• **Prompt**
Starting at the top of the entries, restate word for word each line up to and including the one with "pub struct CancelMembershipCommand".

• **Given data**

//! CancelMembershipHandler / ResumeMembershipHandler - user-initiated
//! subscription changes.
//!
//! Both call the provider first and only then touch local state, so a
//! provider failure leaves nothing to undo. The webhook flow stays the
//! source of truth; these writes just make the change visible without
//! waiting for the provider's confirmation event.

use std::sync::Arc;

use crate::domain::billing::Membership;
use crate::domain::foundation::{AccountId, DomainError, Timestamp};
use crate::ports::{BillingProvider, BillingStore};

#[derive(Debug, Clone)]
pub struct CancelMembershipCommand {
    pub account_id: AccountId,
}

#[derive(Debug, Clone)]
pub struct ResumeMembershipCommand {
    pub account_id: AccountId,
}

/// Handler for scheduling a cancellation at period end.
pub struct CancelMembershipHandler {
    store: Arc<dyn BillingStore>,
    provider: Arc<dyn BillingProvider>,
}

impl CancelMembershipHandler {
    pub fn new(store: Arc<dyn BillingStore>, provider: Arc<dyn BillingProvider>) -> Self {
        Self { store, provider }
    }

    pub async fn handle(&self, cmd: CancelMembershipCommand) -> Result<Membership, DomainError> {
        let now = Timestamp::now();
        let mut membership = self.store.load_snapshot(&cmd.account_id).await?.membership;
        membership.schedule_cancel(now)?;

        self.provider.cancel_subscription(&cmd.account_id).await?;
        self.store.update_membership(&membership).await?;
        Ok(membership)
    }
}

/// Handler for undoing a scheduled cancellation.
pub struct ResumeMembershipHandler {
    store: Arc<dyn BillingStore>,
    provider: Arc<dyn BillingProvider>,
}

impl ResumeMembershipHandler {
    pub fn new(store: Arc<dyn BillingStore>, provider: Arc<dyn BillingProvider>) -> Self {
        Self { store, provider }
    }

    pub async fn handle(&self, cmd: ResumeMembershipCommand) -> Result<Membership, DomainError> {
        let now = Timestamp::now();
        let mut membership = self.store.load_snapshot(&cmd.account_id).await?.membership;
        membership.resume(now)?;

        self.provider.resume_subscription(&cmd.account_id).await?;
        self.store.update_membership(&membership).await?;
        Ok(membership)
    }
}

• **Response to the task**
//! CancelMembershipHandler / ResumeMembershipHandler - user-initiated
//! subscription changes.
//!
//! Both call the provider first and only then touch local state, so a
//! provider failure leaves nothing to undo. The webhook flow stays the
//! source of truth; these writes just make the change visible without
//! waiting for the provider's confirmation event.

use std::sync::Arc;

use crate::domain::billing::Membership;
use crate::domain::foundation::{AccountId, DomainError, Timestamp};
use crate::ports::{BillingProvider, BillingStore};

#[derive(Debug, Clone)]
pub struct CancelMembershipCommand {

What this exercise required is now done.